→ Action item
Within the entries underneath, how many lines include the string "kind"? State only the number.

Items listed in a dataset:

────

//! Flash call-form resolution.
//!
//! `flash` is polymorphic over call shape. Every accepted form normalizes
//! into a [`FlashRequest`] before the core logic runs; a request carrying no
//! title, no message, and no fields is a read. Only two positional values
//! plus a trailing fields record are meaningful; the type system rules out
//! any further positions.

use serde_json::{Map, Value};

/// Canonical argument shape for [`crate::Carrier::flash`].
#[derive(Clone, Debug, Default)]
pub struct FlashRequest {
    pub title: Option<String>,
    pub message: Option<String>,
    pub fields: Map<String, Value>,
}

impl FlashRequest {
    /// An empty request: consumes the pending session entry, if any.
    pub fn read() -> Self {
        Self::default()
    }

    /// Returns `true` if this request carries nothing to write.
    /// Blank strings count as absent.
    pub fn is_read(&self) -> bool {
        is_blank(&self.title) && is_blank(&self.message) && self.fields.is_empty()
    }

    /// Title with blanks normalized away.
    pub fn title(&self) -> Option<&str> {
        present(&self.title)
    }

    /// Message with blanks normalized away.
    pub fn message(&self) -> Option<&str> {
        present(&self.message)
    }
}

fn is_blank(text: &Option<String>) -> bool {
    present(text).is_none()
}

fn present(text: &Option<String>) -> Option<&str> {
    text.as_deref().map(str::trim).filter(|t| !t.is_empty())
}

impl From<()> for FlashRequest {
    fn from((): ()) -> Self {
        Self::read()
    }
}

// A single plain value sets the message, not the title.
impl From<&str> for FlashRequest {
    fn from(message: &str) -> Self {
        Self {
            message: Some(message.to_string()),
            ..Self::default()
        }
    }
}

impl From<String> for FlashRequest {
    fn from(message: String) -> Self {
        Self {
            message: Some(message),
            ..Self::default()
        }
    }
}

impl From<(&str, &str)> for FlashRequest {
    fn from((title, message): (&str, &str)) -> Self {
        Self {
            title: Some(title.to_string()),
            message: Some(message.to_string()),
            ..Self::default()
        }
    }
}

// A structured first argument is the fields record; a plain one is the
// message. Null reads.
impl From<Value> for FlashRequest {
    fn from(value: Value) -> Self {
        match value {
            Value::Object(fields) => Self {
                fields,
                ..Self::default()
            },
            Value::String(message) => Self::from(message),
            Value::Null => Self::read(),
            other => Self::from(other.to_string()),
        }
    }
}

// Two arguments where the second is structured: the fields record plus a
// sole plain value, which sets the message.
impl From<(&str, Value)> for FlashRequest {
    fn from((first, second): (&str, Value)) -> Self {
        match second {
            Value::Object(fields) => Self {
                message: Some(first.to_string()),
                fields,
                ..Self::default()
            },
            Value::String(message) => Self::from((first, message.as_str())),
            Value::Null => Self::from(first),
            other => Self::from((first, other.to_string().as_str())),
        }
    }
}

impl From<(&str, &str, Value)> for FlashRequest {
    fn from((title, message, fields): (&str, &str, Value)) -> Self {
        let fields = match fields {
            Value::Object(map) => map,
            _ => Map::new(),
        };
        Self {
            title: Some(title.to_string()),
            message: Some(message.to_string()),
            fields,
        }
    }
}
//! Lorry: a self-protecting, request-scoped data carrier.
//!
//! A [`Carrier`] behaves like an open mutable record for arbitrary
//! caller-supplied keys while guaranteeing that its own operations can never
//! be shadowed by data, on any mutation path.
//!
//! # Key pieces
//!
//! - [`Carrier`] — deep merge, replace, reset, guarded accessors, flash
//!   messages, and error descriptors, all chainable
//! - [`CarrierConfig`] — construction-time options: display name, logging
//!   flags, session handle, flash slot id
//! - [`SessionStore`] / [`MemorySession`] — the external session the
//!   one-shot flash handshake reads and writes
//! - [`DiagnosticSink`] / [`TracingSink`] / [`MemorySink`] — the two-channel
//!   destination for trace and error lines
//! - [`FlashRequest`] / [`ThrowRequest`] — canonical shapes behind the
//!   polymorphic `flash` and `throw` call forms
//!
//! Status codes resolve through the `lorry-status` registry; unknown codes
//! keep their numeric value and fall back to the 500 entry's text.
//!
//! # Example
//!
//! ```
//! use lorry::{Carrier, CarrierConfig};
//! use serde_json::json;
//!
//! let mut carrier = Carrier::with_data(json!({"user": "alice"}), CarrierConfig::default());
//! carrier
//!     .merge(json!({"cart": {"items": 2}}))
//!     .flash(("Saved", "All good"))
//!     .throw(404);
//!
//! assert_eq!(carrier.value("user"), Some(&json!("alice")));
//! assert_eq!(carrier.err_descriptor().unwrap().name, "NotFound");
//! ```

pub mod carrier;
pub mod config;
pub mod diag;
pub mod error;
pub mod flash;
pub mod merge;
pub mod session;
pub mod slot;

pub use carrier::{Carrier, ERR_KEY, FLASH_KEY, RESERVED_OPS};
pub use config::CarrierConfig;
pub use diag::{Channel, DiagnosticSink, MemorySink, TracingSink};
pub use error::{ErrorDescriptor, ThrowRequest};
pub use flash::FlashRequest;
pub use session::{MemorySession, SessionError, SessionStore};
pub use slot::{Callable, Slot};
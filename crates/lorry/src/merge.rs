//! Deep merge for JSON object maps.
//!
//! Merge rules key on the kind of the *incoming* value only: records merge
//! recursively, everything else (scalars, arrays, null) overwrites the
//! target entry wholesale. Arrays are never element-merged.

use serde_json::{Map, Value};

/// Recursively merge `source` into `target`.
///
/// When an incoming value is a record and the target entry is absent or not
/// a record, the target entry is replaced with an empty record before the
/// recursion, so a record always lands on a record.
pub fn merge_objects(target: &mut Map<String, Value>, source: Map<String, Value>) {
    for (key, incoming) in source {
        match incoming {
            Value::Object(source_record) => {
                let entry = target
                    .entry(key)
                    .or_insert_with(|| Value::Object(Map::new()));
                if !entry.is_object() {
                    *entry = Value::Object(Map::new());
                }
                if let Value::Object(target_record) = entry {
                    merge_objects(target_record, source_record);
                }
            }
            other => {
                target.insert(key, other);
            }
        }
    }
}
impl Carrier {
    /// Create an empty carrier.
    pub fn new(config: CarrierConfig) -> Self {
        Self {
            config,
            data: BTreeMap::new(),
        }
    }

    /// Create a carrier and merge `initial` into it.
    pub fn with_data(initial: Value, config: CarrierConfig) -> Self {
        let mut carrier = Self::new(config);
        carrier.merge(initial);
        carrier
    }

    /// The configured display name.
    pub fn name(&self) -> &str {
        &self.config.name
    }

    // ---- Data mutation ----

    /// Deep-merge `data` into the user-data space.
    ///
    /// Top-level keys naming a reserved operation are dropped silently
    /// before the merge. Incoming records merge recursively (a non-record
    /// target entry is coerced to an empty record first); sequences,
    /// scalars, and null overwrite wholesale. Non-record input merges
    /// nothing. The verbose trace shows the unstripped input.
    pub fn merge(&mut self, data: Value) -> &mut Self {
        let trace = self.config.verbose.then(|| data.to_string());

        if let Value::Object(source) = data {
            for (key, incoming) in source {
                if Self::is_reserved(&key) {
                    continue;
                }
                match incoming {
                    Value::Object(record) => {
                        let slot = self
                            .data
                            .entry(key)
                            .or_insert_with(|| Slot::Value(Value::Object(Map::new())));
                        if !slot.is_record() {
                            *slot = Slot::Value(Value::Object(Map::new()));
                        }
                        if let Slot::Value(Value::Object(target)) = slot {
                            merge_objects(target, record);
                        }
                    }
                    other => {
                        self.data.insert(key, Slot::Value(other));
                    }
                }
            }
        }

        if let Some(input) = trace {
            self.trace(&format!("Merge › {input}"));
        }
        self
    }

    /// Remove every key from the user-data space.
    pub fn reset(&mut self) -> &mut Self {
        self.data.clear();
        self.trace("Reset");
        self
    }

    /// Reset, then merge `data`.
    pub fn replace(&mut self, data: Value) -> &mut Self {
        self.reset();
        self.merge(data);
        self
    }

    // ---- Guarded accessors ----

    /// Read the entry at `key`.
    pub fn get(&self, key: &str) -> Option<&Slot> {
        self.data.get(key)
    }

    /// Read the JSON value at `key`, if the entry is not a callable.
    pub fn value(&self, key: &str) -> Option<&Value> {
        self.get(key)?.as_value()
    }

    /// Assign `value` at `key`.
    ///
    /// A write naming a reserved operation is absorbed: the carrier is
    /// unchanged, the call still chains, and a blocked-mutation notice is
    /// reported when logging is enabled.
    pub fn set(&mut self, key: &str, value: Value) -> &mut Self {
        if self.block_reserved(key, "SET") {
            return self;
        }
        self.data.insert(key.to_string(), Slot::Value(value));
        self
    }

    /// Install a callable at `key`, subject to the same guard as [`set`].
    ///
    /// [`set`]: Carrier::set
    pub fn define(
        &mut self,
        key: &str,
        callable: impl Fn(&[Value]) -> Value + Send + Sync + 'static,
    ) -> &mut Self {
        if self.block_reserved(key, "DEFINE") {
            return self;
        }
        self.data
            .insert(key.to_string(), Slot::Callable(Arc::new(callable)));
        self
    }

    /// Remove the entry at `key`, subject to the same guard as [`set`].
    ///
    /// [`set`]: Carrier::set
    pub fn remove(&mut self, key: &str) -> &mut Self {
        if self.block_reserved(key, "DELETE") {
            return self;
        }
        self.data.remove(key);
        self
    }

    /// Invoke the callable stored at `key`.
    pub fn call(&self, key: &str, args: &[Value]) -> Option<Value> {
        let callable = self.get(key)?.as_callable()?;
        Some(callable(args))
    }

    /// Iterate over the user-data keys.
    pub fn keys(&self) -> impl Iterator<Item = &str> {
        self.data.keys().map(String::as_str)
    }

    /// Number of user-data entries.
    pub fn len(&self) -> usize {
        self.data.len()
    }

    pub fn is_empty(&self) -> bool {
        self.data.is_empty()
    }

    /// Render the user-data space as a JSON object. Callables are skipped.
    pub fn to_value(&self) -> Value {
        let map: Map<String, Value> = self
            .data
            .iter()
            .filter_map(|(key, slot)| Some((key.clone(), slot.as_value()?.clone())))
            .collect();
        Value::Object(map)
    }

    // ---- Flash ----

    /// Set or consume the flash message.
    ///
    /// A request carrying a title, message, or fields writes the pruned
    /// payload under the `flash` data key and, when a session is
    /// configured, into the session's flash slot (overwriting any prior
    /// entry). An empty request reads: it moves the pending session entry
    /// into the `flash` data key and removes it from the session. Without a
    /// session the carrier is a pure in-memory flash holder.
    pub fn flash(&mut self, request: impl Into<FlashRequest>) -> &mut Self {
        let request = request.into();
        if request.is_read() {
            self.consume_flash();
        } else {
            self.write_flash(request);
        }
        self
    }

    /// The current flash payload, if any.
    pub fn flash_payload(&self) -> Option<&Value> {
        self.value(FLASH_KEY)
    }

    fn write_flash(&mut self, request: FlashRequest) {
        let mut payload = Map::new();
        if let Some(title) = request.title() {
            payload.insert("title".into(), Value::String(title.to_string()));
        }
        if let Some(message) = request.message() {
            payload.insert("message".into(), Value::String(message.to_string()));
        }
        for (key, value) in request.fields {
            payload.insert(key, value);
        }

        if let Some(session) = self.config.session.clone() {
            if let Err(err) = self.store_session_slot(session.as_ref(), &payload) {
                self.report_session_error(&err);
            }
        }

        let payload = Value::Object(payload);
        self.trace(&format!("Flash › {payload}"));
        self.data.insert(FLASH_KEY.into(), Slot::Value(payload));
    }

    fn consume_flash(&mut self) {
        let Some(session) = self.config.session.clone() else {
            return;
        };
        match self.take_session_slot(session.as_ref()) {
            Ok(Some(payload)) => {
                self.trace(&format!("Flash › {payload}"));
                self.data.insert(FLASH_KEY.into(), Slot::Value(payload));
            }
            Ok(None) => {}
            Err(err) => self.report_session_error(&err),
        }
    }

    /// Overwrite this carrier's slot in the session's flash sub-mapping.
    fn store_session_slot(
        &self,
        session: &dyn SessionStore,
        payload: &Map<String, Value>,
    ) -> Result<(), SessionError> {
        let mut slots = match session.get(SESSION_FLASH_KEY)? {
            Some(Value::Object(slots)) => slots,
            _ => Map::new(),
        };
        slots.insert(self.config.slot_id.clone(), Value::Object(payload.clone()));
        session.put(SESSION_FLASH_KEY, Value::Object(slots))
    }

    /// Take this carrier's slot out of the session, removing the flash
    /// sub-mapping entirely once its last slot is consumed.
    fn take_session_slot(
        &self,
        session: &dyn SessionStore,
    ) -> Result<Option<Value>, SessionError> {
        let Some(Value::Object(mut slots)) = session.get(SESSION_FLASH_KEY)? else {
            return Ok(None);
        };
        let Some(payload) = slots.remove(&self.config.slot_id) else {
            return Ok(None);
        };
        if slots.is_empty() {
            session.remove(SESSION_FLASH_KEY)?;
        } else {
            session.put(SESSION_FLASH_KEY, Value::Object(slots))?;
        }
        Ok(Some(payload))
    }

    // ---- Throw ----

    /// Attach a standardized error descriptor under the `err` data key.
    ///
    /// Not control flow: nothing is raised and the call chains like every
    /// other operation. Unknown codes keep their numeric value while the
    /// name and message default to the 500 registry entry.
    pub fn throw(&mut self, request: impl Into<ThrowRequest>) -> &mut Self {
        let request = request.into();
        let code = request.code.unwrap_or(lorry_status::FALLBACK_CODE);
        let entry = lorry_status::lookup(code);

        let descriptor = ErrorDescriptor {
            name: request.name.unwrap_or_else(|| entry.name.to_string()),
            code,
            message: request
                .message
                .unwrap_or_else(|| entry.description.to_string()),
            level: request.level,
        };

        self.data.insert(
            ERR_KEY.into(),
            Slot::Value(json!({
                "name": descriptor.name,
                "code": descriptor.code,
                "message": descriptor.message,
                "level": descriptor.level,
            })),
        );
        self.report_error(&format!(
            "ERROR {} {}: {}",
            descriptor.code, descriptor.name, descriptor.message
        ));
        self
    }

    /// The last attached error descriptor, if any.
    pub fn err(&self) -> Option<&Value> {
        self.value(ERR_KEY)
    }

    /// Typed view of the last attached error descriptor.
    pub fn err_descriptor(&self) -> Option<ErrorDescriptor> {
        serde_json::from_value(self.err()?.clone()).ok()
    }

    // ---- Guard and diagnostics ----

    fn is_reserved(key: &str) -> bool {
        RESERVED_OPS.contains(&key)
    }

    /// Absorb a write targeting a reserved operation. Returns `true` when
    /// the write must not proceed. Exactly one notice is reported: on the
    /// error channel under `error_logging`, otherwise on the info channel
    /// under `verbose`.
    fn block_reserved(&self, key: &str, kind: &str) -> bool {
        if !Self::is_reserved(key) {
            return false;
        }
        let line = format!(
            "{} › {kind} BLOCKED: cannot overwrite method \"{key}\"",
            self.config.name
        );
        if self.config.error_logging {
            self.config.sink.error(&line);
        } else if self.config.verbose {
            self.config.sink.info(&line);
        }
        true
    }

    fn trace(&self, message: &str) {
        if self.config.verbose {
            self.config
                .sink
                .info(&format!("{} › {message}", self.config.name));
        }
    }

    fn report_error(&self, message: &str) {
        if self.config.error_logging {
            self.config
                .sink
                .error(&format!("{} › {message}", self.config.name));
        }
    }

    fn report_session_error(&self, err: &SessionError) {
        self.report_error(&format!("Flash › session error: {err}"));
    }
}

────

→ Finished exercise
3